Although the data below holds other lines too, output only those from the line with "the primitives' coefficients." up to and including the line with "self.tank_lpf2.set_cutoff(p.damping_hz);", exactly as they appear.

(Data under study)

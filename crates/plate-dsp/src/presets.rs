//! Built-in presets: named `PlateParams` snapshots within the documented
//! control ranges.

use crate::params::PlateParams;

/// A named preset.
#[derive(Debug, Clone)]
pub struct Preset {
    pub name: &'static str,
    pub description: &'static str,
    pub params: PlateParams,
}

/// The built-in preset table. "factory" matches the engine defaults.
pub fn presets() -> Vec<Preset> {
    vec![
        Preset {
            name: "factory",
            description: "Balanced plate, medium pre-delay",
            params: PlateParams::default(),
        },
        Preset {
            name: "tight-room",
            description: "Short dark tail for drums",
            params: PlateParams {
                wet_mix: 30.0,
                decay: 0.2,
                damping_hz: 4_500.0,
                lowpass_hz: 8_000.0,
                mod_rate_hz: 0.1,
                mod_depth: 0.05,
                predelay_ms: 5.0,
            },
        },
        Preset {
            name: "long-plate",
            description: "Slow bright decay, gentle shimmer",
            params: PlateParams {
                wet_mix: 60.0,
                decay: 0.85,
                damping_hz: 12_000.0,
                lowpass_hz: 14_000.0,
                mod_rate_hz: 0.3,
                mod_depth: 0.2,
                predelay_ms: 25.0,
            },
        },
        Preset {
            name: "chorus-wash",
            description: "Heavy modulation, washed-out tail",
            params: PlateParams {
                wet_mix: 80.0,
                decay: 0.7,
                damping_hz: 9_000.0,
                lowpass_hz: 10_000.0,
                mod_rate_hz: 2.0,
                mod_depth: 0.6,
                predelay_ms: 40.0,
            },
        },
    ]
}

/// Look up a preset by name (case-insensitive).
pub fn preset_by_name(name: &str) -> Option<PlateParams> {
    presets()
        .into_iter()
        .find(|p| p.name.eq_ignore_ascii_case(name))
        .map(|p| p.params)
}

/// All preset names, for CLI help output.
pub fn preset_names() -> Vec<&'static str> {
    presets().iter().map(|p| p.name).collect()
}
// ---------------------------------------------------------------------------
// Engine
// ---------------------------------------------------------------------------

/// Stateful plate reverb. One instance per audio stream.
///
/// Lifecycle: construct, `reset(sample_rate)`, then per sample
/// `set_parameters` followed by `process` / `process_mono`. `reset` may be
/// called again at any stream boundary (sample-rate change); it reallocates
/// every buffer and zeroes all state.
#[derive(Debug, Clone, Default)]
pub struct PlateReverb {
    predelay: SimpleDelay,
    input_lpf: OnePoleLowpass,
    diffusers: [AllpassDiffuser; 4],
    mod_apf1: ModulatedAllpass,
    mod_apf2: ModulatedAllpass,
    apf5: AllpassDiffuser,
    apf6: AllpassDiffuser,
    delays: [SimpleDelay; 4],
    tank_lpf1: OnePoleLowpass,
    tank_lpf2: OnePoleLowpass,
    /// Global decay gain G, applied after each tank half.
    g: f64,
    /// Wet fraction, 0..1.
    wet: f64,
    /// Loop-closing feedback register: last sample's ring output, summed
    /// with the diffused input at the top of the ring.
    x3: f64,
    ready: bool,
}

impl PlateReverb {
    pub fn new() -> Self {
        Self::default()
    }

    /// Allocate and zero every buffer for `sample_rate` and install the
    /// fixed coefficients. Must be called before the first `process` and
    /// on every sample-rate change; never mid-buffer.
    pub fn reset(&mut self, sample_rate: f64) -> Result<(), ResetError> {
        if !sample_rate.is_finite() || sample_rate <= 0.0 {
            return Err(ResetError::InvalidSampleRate(sample_rate));
        }

        self.predelay.reset(sample_rate, PREDELAY_MAX_MS);
        self.predelay.set_delay_ms(0.0);

        self.input_lpf.reset(sample_rate);
        self.tank_lpf1.reset(sample_rate);
        self.tank_lpf2.reset(sample_rate);

        for (ap, (g, t)) in self.diffusers.iter_mut().zip(DIFFUSERS) {
            ap.reset(sample_rate, ref_to_ms(t));
            ap.set_coefficients(g, ref_to_ms(t));
        }

        self.mod_apf1.reset(sample_rate, ref_to_ms(MOD_APF1_REF));
        self.mod_apf1.set_g(MOD_APF_G);
        self.mod_apf2.reset(sample_rate, ref_to_ms(MOD_APF2_REF));
        self.mod_apf2.set_g(MOD_APF_G);

        self.apf5
            .reset(sample_rate, ref_to_ms(max_ref(APF5_REF, &TAPS_APF5)));
        self.apf5.set_coefficients(APF5_G, ref_to_ms(APF5_REF));
        self.apf6
            .reset(sample_rate, ref_to_ms(max_ref(APF6_REF, &TAPS_APF6)));
        self.apf6.set_coefficients(APF6_G, ref_to_ms(APF6_REF));

        let tank_taps: [&[f64]; 4] = [&TAPS_DELAY1, &TAPS_DELAY2, &TAPS_DELAY3, &TAPS_DELAY4];
        for ((line, nominal), taps) in self.delays.iter_mut().zip(DELAY_REF).zip(tank_taps) {
            line.reset(sample_rate, ref_to_ms(max_ref(nominal, taps)));
            line.set_delay_ms(ref_to_ms(nominal));
        }

        self.x3 = 0.0;
        // Coefficients below are refreshed every sample by set_parameters;
        // start from the factory snapshot so a bare reset is still sane
        self.apply(&PlateParams::default());
        self.ready = true;
        Ok(())
    }

    /// Push one control snapshot into the primitives' coefficients.
    ///
    /// This is the whole control-to-coefficient mapping in one place:
    /// lowpass -> input stage, damping -> both tank low-passes, decay -> G,
    /// mod rate/depth -> both modulated allpasses, pre-delay -> pre-delay
    /// line. Values are clamped to the documented ranges first; the call is
    /// a pure field copy and safe to repeat with identical values.
    pub fn set_parameters(&mut self, params: &PlateParams) {
        self.apply(&params.clamped());
    }

    fn apply(&mut self, p: &PlateParams) {
        self.wet = p.wet_mix / 100.0;
        self.g = p.decay;
        self.input_lpf.set_cutoff(p.lowpass_hz);
        self.tank_lpf1.set_cutoff(p.damping_hz);
        self.tank_lpf2.set_cutoff(p.damping_hz);
        self.mod_apf1.set_depth(p.mod_depth);
        self.mod_apf1.set_rate(p.mod_rate_hz);
        self.mod_apf2.set_depth(p.mod_depth);
        self.mod_apf2.set_rate(p.mod_rate_hz);
        self.predelay.set_delay_ms(p.predelay_ms);
    }

    /// Process one stereo frame. The two inputs are averaged into the
    /// mono tank; the stereo image of the wet signal comes entirely from
    /// the output taps.
    #[inline]
    pub fn process(&mut self, frame: [f64; 2]) -> [f64; 2] {
        assert!(self.ready, "PlateReverb::reset must be called before processing");
        let [l, r] = frame;
        let (wet_l, wet_r) = self.tank((l + r) * 0.5);
        let dry = 1.0 - self.wet;
        [wet_l * self.wet + l * dry, wet_r * self.wet + r * dry]
    }

    /// Process one mono sample; the dry term feeds both output channels.
    #[inline]
    pub fn process_mono(&mut self, x: f64) -> [f64; 2] {
        assert!(self.ready, "PlateReverb::reset must be called before processing");
        let (wet_l, wet_r) = self.tank(x);
        let dry = 1.0 - self.wet;
        [wet_l * self.wet + x * dry, wet_r * self.wet + x * dry]
    }

    /// Advance the tank by one sample and synthesize the wet stereo pair.
    fn tank(&mut self, x: f64) -> (f64, f64) {
        // Input stage
        let pre = self.predelay.process(x);
        let mut d = self.input_lpf.process(pre);
        for ap in self.diffusers.iter_mut() {
            d = ap.process(d);
        }
        let x1 = d;

        // Feedback ring, first half
        let mod1 = self.mod_apf1.process(x1 + self.x3);
        let del1 = self.delays[0].process(mod1);
        let lp2 = self.tank_lpf1.process(del1);
        let ap5 = self.apf5.process(lp2);
        let del2 = self.delays[1].process(ap5);
        let x2 = del2 * self.g;

        // Second half; the result closes the loop one sample later
        let mod2 = self.mod_apf2.process(x2);
        let del3 = self.delays[2].process(mod2);
        let lp3 = self.tank_lpf2.process(del3);
        let ap6 = self.apf6.process(lp3);
        let del4 = self.delays[3].process(ap6);
        self.x3 = del4 * self.g;

        // Stereo tap synthesis
        let a1 = self.delays[0].read_at_ms(ref_to_ms(TAPS_DELAY1[0]));
        let a2 = self.delays[0].read_at_ms(ref_to_ms(TAPS_DELAY1[1]));
        let a3 = self.delays[0].read_at_ms(ref_to_ms(TAPS_DELAY1[2]));
        let b1 = self.apf5.read_at_ms(ref_to_ms(TAPS_APF5[0]));
        let b2 = self.apf5.read_at_ms(ref_to_ms(TAPS_APF5[1]));
        let c1 = self.delays[1].read_at_ms(ref_to_ms(TAPS_DELAY2[0]));
        let c2 = self.delays[1].read_at_ms(ref_to_ms(TAPS_DELAY2[1]));
        let d1 = self.delays[2].read_at_ms(ref_to_ms(TAPS_DELAY3[0]));
        let d2 = self.delays[2].read_at_ms(ref_to_ms(TAPS_DELAY3[1]));
        let d3 = self.delays[2].read_at_ms(ref_to_ms(TAPS_DELAY3[2]));
        let e1 = self.apf6.read_at_ms(ref_to_ms(TAPS_APF6[0]));
        let e2 = self.apf6.read_at_ms(ref_to_ms(TAPS_APF6[1]));
        let f1 = self.delays[3].read_at_ms(ref_to_ms(TAPS_DELAY4[0]));
        let f2 = self.delays[3].read_at_ms(ref_to_ms(TAPS_DELAY4[1]));

        let y_l = a1 + a2 - b1 + c1 - d1 - e1 - f1;
        let y_r = d2 + d3 - e2 + f2 - a3 - b2 - c2;
        (y_l, y_r)
    }
}
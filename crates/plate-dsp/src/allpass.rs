//! Schroeder allpass diffusers, static and LFO-modulated.
//!
//! One stage: `v[n] = x[n] + g·w[n]`, `y[n] = w[n] - g·v[n]` where `w[n]`
//! is the delay-line output. Flat magnitude response for any |g| < 1; the
//! phase smearing is what turns transients into a dense texture.

use crate::delay::DelayLine;
use crate::lfo::Lfo;

/// Hard ceiling on |g|. A coefficient at or above 1 makes the stage
/// divergent, so the setter clamps rather than propagating it.
const G_LIMIT: f64 = 0.999;

/// Maximum modulation excursion in ms. A fixed constant, kept a small
/// fraction of the tank time constants so modulation thickens the tail
/// without audible pitch wobble.
pub const MAX_MOD_MS: f64 = 100.0;

/// First-order allpass with fixed coefficient and delay time.
#[derive(Debug, Clone, Default)]
pub struct AllpassDiffuser {
    line: DelayLine,
    g: f64,
}

impl AllpassDiffuser {
    pub fn new() -> Self {
        Self::default()
    }

    pub fn reset(&mut self, sample_rate: f64, max_delay_ms: f64) {
        self.line.reset(sample_rate, max_delay_ms);
    }

    pub fn set_coefficients(&mut self, g: f64, delay_ms: f64) {
        self.g = g.clamp(-G_LIMIT, G_LIMIT);
        self.line.set_delay_ms(delay_ms);
    }

    #[inline]
    pub fn process(&mut self, x: f64) -> f64 {
        let w = self.line.read_nominal();
        let v = x + self.g * w;
        self.line.write(v);
        w - self.g * v
    }

    /// Tap the interior delay line at an arbitrary offset. The tank reads
    /// apf5/apf6 this way when synthesizing the stereo outputs.
    #[inline]
    pub fn read_at_ms(&self, ms: f64) -> f64 {
        self.line.read_at_ms(ms)
    }
}

/// Allpass whose read offset is perturbed every sample by a sine LFO:
/// `offset = nominal + depth · MAX_MOD_MS · lfo`.
///
/// The delay buffer is sized at reset for the full excursion
/// (`nominal + MAX_MOD_MS`), so no modulation setting can underrun it.
#[derive(Debug, Clone, Default)]
pub struct ModulatedAllpass {
    line: DelayLine,
    lfo: Lfo,
    g: f64,
    delay_ms: f64,
    depth: f64,
}

impl ModulatedAllpass {
    pub fn new() -> Self {
        Self::default()
    }

    /// `nominal_ms` is the unmodulated delay time; capacity covers
    /// `nominal_ms + MAX_MOD_MS`.
    pub fn reset(&mut self, sample_rate: f64, nominal_ms: f64) {
        self.line.reset(sample_rate, nominal_ms + MAX_MOD_MS);
        self.line.set_delay_ms(nominal_ms);
        self.delay_ms = nominal_ms;
        self.lfo.reset(sample_rate);
        self.depth = 0.0;
    }

    pub fn set_g(&mut self, g: f64) {
        self.g = g.clamp(-G_LIMIT, G_LIMIT);
    }

    /// Live modulation depth, [0, 1].
    pub fn set_depth(&mut self, depth: f64) {
        self.depth = depth.clamp(0.0, 1.0);
    }

    /// Live modulation rate in Hz.
    pub fn set_rate(&mut self, rate_hz: f64) {
        self.lfo.set_rate(rate_hz);
    }

    #[inline]
    pub fn process(&mut self, x: f64) -> f64 {
        let excursion = self.depth * MAX_MOD_MS * self.lfo.tick();
        let w = self.line.read_offset_ms(self.delay_ms + excursion);
        let v = x + self.g * w;
        self.line.write(v);
        w - self.g * v
    }
}
//! Circular delay line with fractional-sample reads.
//!
//! One physical buffer serves both the line's nominal processing delay and
//! any number of arbitrary-offset tap reads, which is how the tank
//! synthesizes its stereo output from four delay lines.

/// Fixed-capacity circular buffer with a write cursor.
///
/// Allocation happens only in `reset`; the per-sample path is write + read.
/// Read offsets are expressed in (fractional) samples behind the write
/// cursor and use linear interpolation.
#[derive(Debug, Clone, Default)]
pub struct DelayLine {
    buf: Vec<f64>,
    write_pos: usize,
    /// Nominal delay in samples (fractional).
    delay_samples: f64,
    sample_rate: f64,
}

impl DelayLine {
    pub fn new() -> Self {
        Self::default()
    }

    /// (Re)allocate a zeroed buffer sized for the largest offset this line
    /// will ever be asked for, at the given rate. Must run before any
    /// processing and again on every sample-rate change.
    pub fn reset(&mut self, sample_rate: f64, max_delay_ms: f64) {
        let max_samples = (max_delay_ms / 1000.0 * sample_rate).ceil() as usize;
        // +3: one for the post-write cursor offset, one for the
        // interpolation neighbor, one slack slot
        self.buf = vec![0.0; max_samples + 3];
        self.write_pos = 0;
        self.sample_rate = sample_rate;
    }

    /// Set the nominal delay time. Fractional sample counts are honored by
    /// interpolation in `read_nominal`.
    pub fn set_delay_ms(&mut self, delay_ms: f64) {
        self.delay_samples = self.ms_to_samples(delay_ms);
    }

    #[inline]
    pub fn ms_to_samples(&self, ms: f64) -> f64 {
        ms / 1000.0 * self.sample_rate
    }

    pub fn capacity(&self) -> usize {
        self.buf.len()
    }

    /// Store one sample at the cursor and advance (wrapping).
    #[inline]
    pub fn write(&mut self, sample: f64) {
        self.buf[self.write_pos] = sample;
        self.write_pos += 1;
        if self.write_pos >= self.buf.len() {
            self.write_pos = 0;
        }
    }

    /// Value written `delay_samples` pushes ago, linearly interpolated.
    /// Valid range is [1, capacity - 2); sizing is checked at reset, so an
    /// out-of-range offset here is a configuration bug.
    #[inline]
    pub fn read_back(&self, delay_samples: f64) -> f64 {
        debug_assert!(
            delay_samples >= 1.0 && delay_samples < (self.buf.len() - 1) as f64,
            "read offset {delay_samples} outside buffer of {}",
            self.buf.len()
        );
        let len = self.buf.len();
        let whole = delay_samples as usize;
        let frac = delay_samples - whole as f64;
        let idx0 = (self.write_pos + len - whole) % len;
        let idx1 = (idx0 + len - 1) % len;
        self.buf[idx0] * (1.0 - frac) + self.buf[idx1] * frac
    }

    /// Read at the nominal delay. Pre-write convention: call before this
    /// sample's `write`, returns the sample written `delay` pushes ago.
    #[inline]
    pub fn read_nominal(&self) -> f64 {
        self.read_back(self.delay_samples)
    }

    /// Read at a perturbed offset (modulated allpass). Same pre-write
    /// convention as `read_nominal`; the offset is clamped to one sample on
    /// the low side so a deep modulation excursion cannot go acausal.
    #[inline]
    pub fn read_offset_ms(&self, offset_ms: f64) -> f64 {
        self.read_back(self.ms_to_samples(offset_ms).max(1.0))
    }

    /// Arbitrary tap read, `ms` behind the most recently written sample.
    /// Post-write convention: call after this sample's `write`; `ms = 0`
    /// returns the sample just written.
    #[inline]
    pub fn read_at_ms(&self, ms: f64) -> f64 {
        self.read_back(self.ms_to_samples(ms) + 1.0)
    }
}

/// Plain delay: write, then read at the nominal time. A 0 ms delay passes
/// the input straight through.
#[derive(Debug, Clone, Default)]
pub struct SimpleDelay {
    line: DelayLine,
}

impl SimpleDelay {
    pub fn new() -> Self {
        Self::default()
    }

    pub fn reset(&mut self, sample_rate: f64, max_delay_ms: f64) {
        self.line.reset(sample_rate, max_delay_ms);
    }

    pub fn set_delay_ms(&mut self, delay_ms: f64) {
        self.line.set_delay_ms(delay_ms);
    }

    #[inline]
    pub fn process(&mut self, x: f64) -> f64 {
        self.line.write(x);
        self.line.read_back(self.line.delay_samples + 1.0)
    }

    /// Tap read at an arbitrary offset behind the current input.
    #[inline]
    pub fn read_at_ms(&self, ms: f64) -> f64 {
        self.line.read_at_ms(ms)
    }
}
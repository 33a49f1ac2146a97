//! Entry points wrapping the per-sample engine for offline use.
//!
//! `PlateProcessor` plays the role the plugin host normally does: it holds
//! the engine plus a parameter smoother and feeds the engine one smoothed
//! snapshot per sample. The render functions drive it over whole buffers
//! and are what the CLI and the property tests call.

use crate::engine::{PlateReverb, ResetError};
use crate::params::PlateParams;
use crate::smoothing::{SmoothedPlateParams, SMOOTHING_MS};

/// Engine plus host-side parameter smoothing.
pub struct PlateProcessor {
    engine: PlateReverb,
    smoother: SmoothedPlateParams,
}

impl PlateProcessor {
    /// Build and reset for `sample_rate`, snapped to `params` (no initial
    /// ramp).
    pub fn new(sample_rate: f64, params: &PlateParams) -> Result<Self, ResetError> {
        let mut engine = PlateReverb::new();
        engine.reset(sample_rate)?;
        let smoother = SmoothedPlateParams::new(params, SMOOTHING_MS, sample_rate);
        Ok(Self { engine, smoother })
    }

    /// Ramp toward a new control snapshot over the smoothing time.
    pub fn set_target(&mut self, params: &PlateParams) {
        self.smoother.set_target(params);
    }

    /// Jump to a snapshot immediately (preset load).
    pub fn snap(&mut self, params: &PlateParams) {
        self.smoother.snap(params);
    }

    #[inline]
    pub fn process(&mut self, frame: [f64; 2]) -> [f64; 2] {
        let p = self.smoother.next();
        self.engine.set_parameters(&p);
        self.engine.process(frame)
    }

    #[inline]
    pub fn process_mono(&mut self, x: f64) -> [f64; 2] {
        let p = self.smoother.next();
        self.engine.set_parameters(&p);
        self.engine.process_mono(x)
    }
}

/// Render mono input through the plate, plus `tail_samples` of silence so
/// the reverb tail rings out. Returns interleaved stereo [L0, R0, L1, R1, ...].
pub fn render_plate(
    input: &[f64],
    params: &PlateParams,
    sample_rate: f64,
    tail_samples: usize,
) -> Result<Vec<f64>, ResetError> {
    let mut proc = PlateProcessor::new(sample_rate, params)?;
    let total = input.len() + tail_samples;
    let mut out = Vec::with_capacity(total * 2);
    for i in 0..total {
        let x = input.get(i).copied().unwrap_or(0.0);
        let [l, r] = proc.process_mono(x);
        out.push(l);
        out.push(r);
    }
    Ok(out)
}

/// Render stereo input through the plate. Returns (left, right).
pub fn render_plate_stereo(
    left: &[f64],
    right: &[f64],
    params: &PlateParams,
    sample_rate: f64,
    tail_samples: usize,
) -> Result<(Vec<f64>, Vec<f64>), ResetError> {
    let mut proc = PlateProcessor::new(sample_rate, params)?;
    let n = left.len().min(right.len());
    let total = n + tail_samples;
    let mut out_l = Vec::with_capacity(total);
    let mut out_r = Vec::with_capacity(total);
    for i in 0..total {
        let frame = if i < n { [left[i], right[i]] } else { [0.0, 0.0] };
        let [l, r] = proc.process(frame);
        out_l.push(l);
        out_r.push(r);
    }
    Ok((out_l, out_r))
}

#[cfg(test)]
mod tests {
    use super::*;
    use crate::metrics::rms;

    #[test]
    fn mono_render_is_interleaved_stereo() {
        let mut input = vec![0.0; 4_410];
        input[0] = 1.0;
        let out = render_plate(&input, &PlateParams::default(), 44_100.0, 0).unwrap();
        assert_eq!(out.len(), 4_410 * 2);
    }

    #[test]
    fn tail_extends_output() {
        let mut input = vec![0.0; 1_000];
        input[0] = 1.0;
        let (l, r) =
            render_plate_stereo(&input, &input, &PlateParams::default(), 44_100.0, 44_100)
                .unwrap();
        assert_eq!(l.len(), 45_100);
        assert_eq!(r.len(), 45_100);
        // The appended tail actually contains reverb energy
        assert!(rms(&l[1_000..]) > 1e-7);
    }

    #[test]
    fn bad_sample_rate_propagates() {
        assert!(render_plate(&[0.0; 10], &PlateParams::default(), 0.0, 0).is_err());
    }

    #[test]
    fn target_change_ramps_without_discontinuity() {
        let sr = 44_100.0;
        let mut params = PlateParams::default();
        params.wet_mix = 0.0;
        let mut proc = PlateProcessor::new(sr, &params).unwrap();
        // Steady sine through the dry path
        let sine = |i: usize| (i as f64 * 0.05).sin();
        for i in 0..4_410 {
            proc.process_mono(sine(i));
        }
        // Flip wet mix; the very next samples must move only slightly
        params.wet_mix = 100.0;
        proc.set_target(&params);
        let mut max_step = 0.0f64;
        let mut prev = proc.process_mono(sine(4_410))[0];
        for i in 4_411..4_460 {
            let y = proc.process_mono(sine(i))[0];
            max_step = max_step.max((y - prev).abs());
            prev = y;
        }
        // A hard wet/dry switch would step by ~the full signal amplitude
        assert!(max_step < 0.2, "zipper step of {max_step}");
    }

    #[test]
    fn snap_skips_the_ramp() {
        let sr = 44_100.0;
        let mut wet = PlateParams::default();
        wet.wet_mix = 100.0;
        let mut proc = PlateProcessor::new(sr, &PlateParams::default()).unwrap();
        proc.snap(&wet);
        // Fully wet from the first sample: the impulse has no dry component
        let [l, r] = proc.process([1.0, 1.0]);
        assert_eq!(l, 0.0);
        assert_eq!(r, 0.0);
    }
}
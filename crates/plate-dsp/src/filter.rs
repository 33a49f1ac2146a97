//! One-pole low-pass filter used for input shaping and tank damping.

use std::f64::consts::TAU;

/// `y[n] = (1-a)·x[n] + a·y[n-1]` with `a = exp(-2π·fc/sr)`.
///
/// The coefficient is continuous in the cutoff, so live cutoff changes need
/// no extra smoothing beyond recomputing `a`.
#[derive(Debug, Clone, Default)]
pub struct OnePoleLowpass {
    a: f64,
    y1: f64,
    sample_rate: f64,
}

impl OnePoleLowpass {
    pub fn new() -> Self {
        Self::default()
    }

    /// Zero the state register and store the rate context.
    pub fn reset(&mut self, sample_rate: f64) {
        self.y1 = 0.0;
        self.sample_rate = sample_rate;
        self.a = 0.0;
    }

    /// Recompute the coefficient for a new cutoff.
    pub fn set_cutoff(&mut self, cutoff_hz: f64) {
        self.a = (-TAU * cutoff_hz / self.sample_rate).exp();
    }

    #[inline]
    pub fn process(&mut self, x: f64) -> f64 {
        self.y1 = (1.0 - self.a) * x + self.a * self.y1;
        self.y1
    }
}

#[cfg(test)]
mod tests {
    use super::*;

    #[test]
    fn unity_dc_gain() {
        let mut lp = OnePoleLowpass::new();
        lp.reset(44_100.0);
        lp.set_cutoff(2_000.0);
        let mut y = 0.0;
        for _ in 0..100_000 {
            y = lp.process(1.0);
        }
        assert!((y - 1.0).abs() < 1e-9, "DC gain should settle at 1, got {y}");
    }

    #[test]
    fn attenuates_high_frequencies() {
        let sr = 44_100.0;
        let mut lp = OnePoleLowpass::new();
        lp.reset(sr);
        lp.set_cutoff(2_000.0);
        // Drive with a 15 kHz sine, measure steady-state output amplitude
        let f = 15_000.0;
        let mut peak = 0.0f64;
        for n in 0..44_100 {
            let x = (TAU * f * n as f64 / sr).sin();
            let y = lp.process(x);
            if n > 4_410 {
                peak = peak.max(y.abs());
            }
        }
        assert!(peak < 0.2, "15 kHz should be well attenuated, peak={peak}");
    }

    #[test]
    fn stable_for_documented_cutoff_range() {
        let mut lp = OnePoleLowpass::new();
        lp.reset(44_100.0);
        for fc in [1_000.0, 2_000.0, 10_000.0, 20_000.0] {
            lp.set_cutoff(fc);
            for _ in 0..1_000 {
                let y = lp.process(1.0);
                assert!(y.is_finite() && y.abs() <= 1.0 + 1e-9);
            }
        }
    }
}
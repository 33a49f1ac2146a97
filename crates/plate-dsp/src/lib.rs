//! Digital plate reverb engine.
//!
//! A diffusion chain feeding a single modulated feedback tank, with the
//! stereo output synthesized from fixed taps off the tank's delay lines.
//! All time constants are stored as 44.1 kHz reference sample counts and
//! converted to wall-clock milliseconds, so the reverb character is
//! invariant under host sample-rate changes.
//!
//! Per-sample entry points live on [`PlateReverb`]; block-render helpers
//! with host-style parameter smoothing live in [`chain`].

pub mod allpass;
pub mod chain;
pub mod delay;
pub mod engine;
pub mod filter;
pub mod lfo;
pub mod metrics;
pub mod params;
pub mod presets;
pub mod smoothing;

pub use chain::{render_plate, render_plate_stereo, PlateProcessor};
pub use engine::{PlateReverb, ResetError};
pub use params::PlateParams;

(End Data under study)

* _Reply to the task_:
    /// Push one control snapshot into the primitives' coefficients.
    ///
    /// This is the whole control-to-coefficient mapping in one place:
    /// lowpass -> input stage, damping -> both tank low-passes, decay -> G,
    /// mod rate/depth -> both modulated allpasses, pre-delay -> pre-delay
    /// line. Values are clamped to the documented ranges first; the call is
    /// a pure field copy and safe to repeat with identical values.
    pub fn set_parameters(&mut self, params: &PlateParams) {
        self.apply(&params.clamped());
    }

    fn apply(&mut self, p: &PlateParams) {
        self.wet = p.wet_mix / 100.0;
        self.g = p.decay;
        self.input_lpf.set_cutoff(p.lowpass_hz);
        self.tank_lpf1.set_cutoff(p.damping_hz);
        self.tank_lpf2.set_cutoff(p.damping_hz);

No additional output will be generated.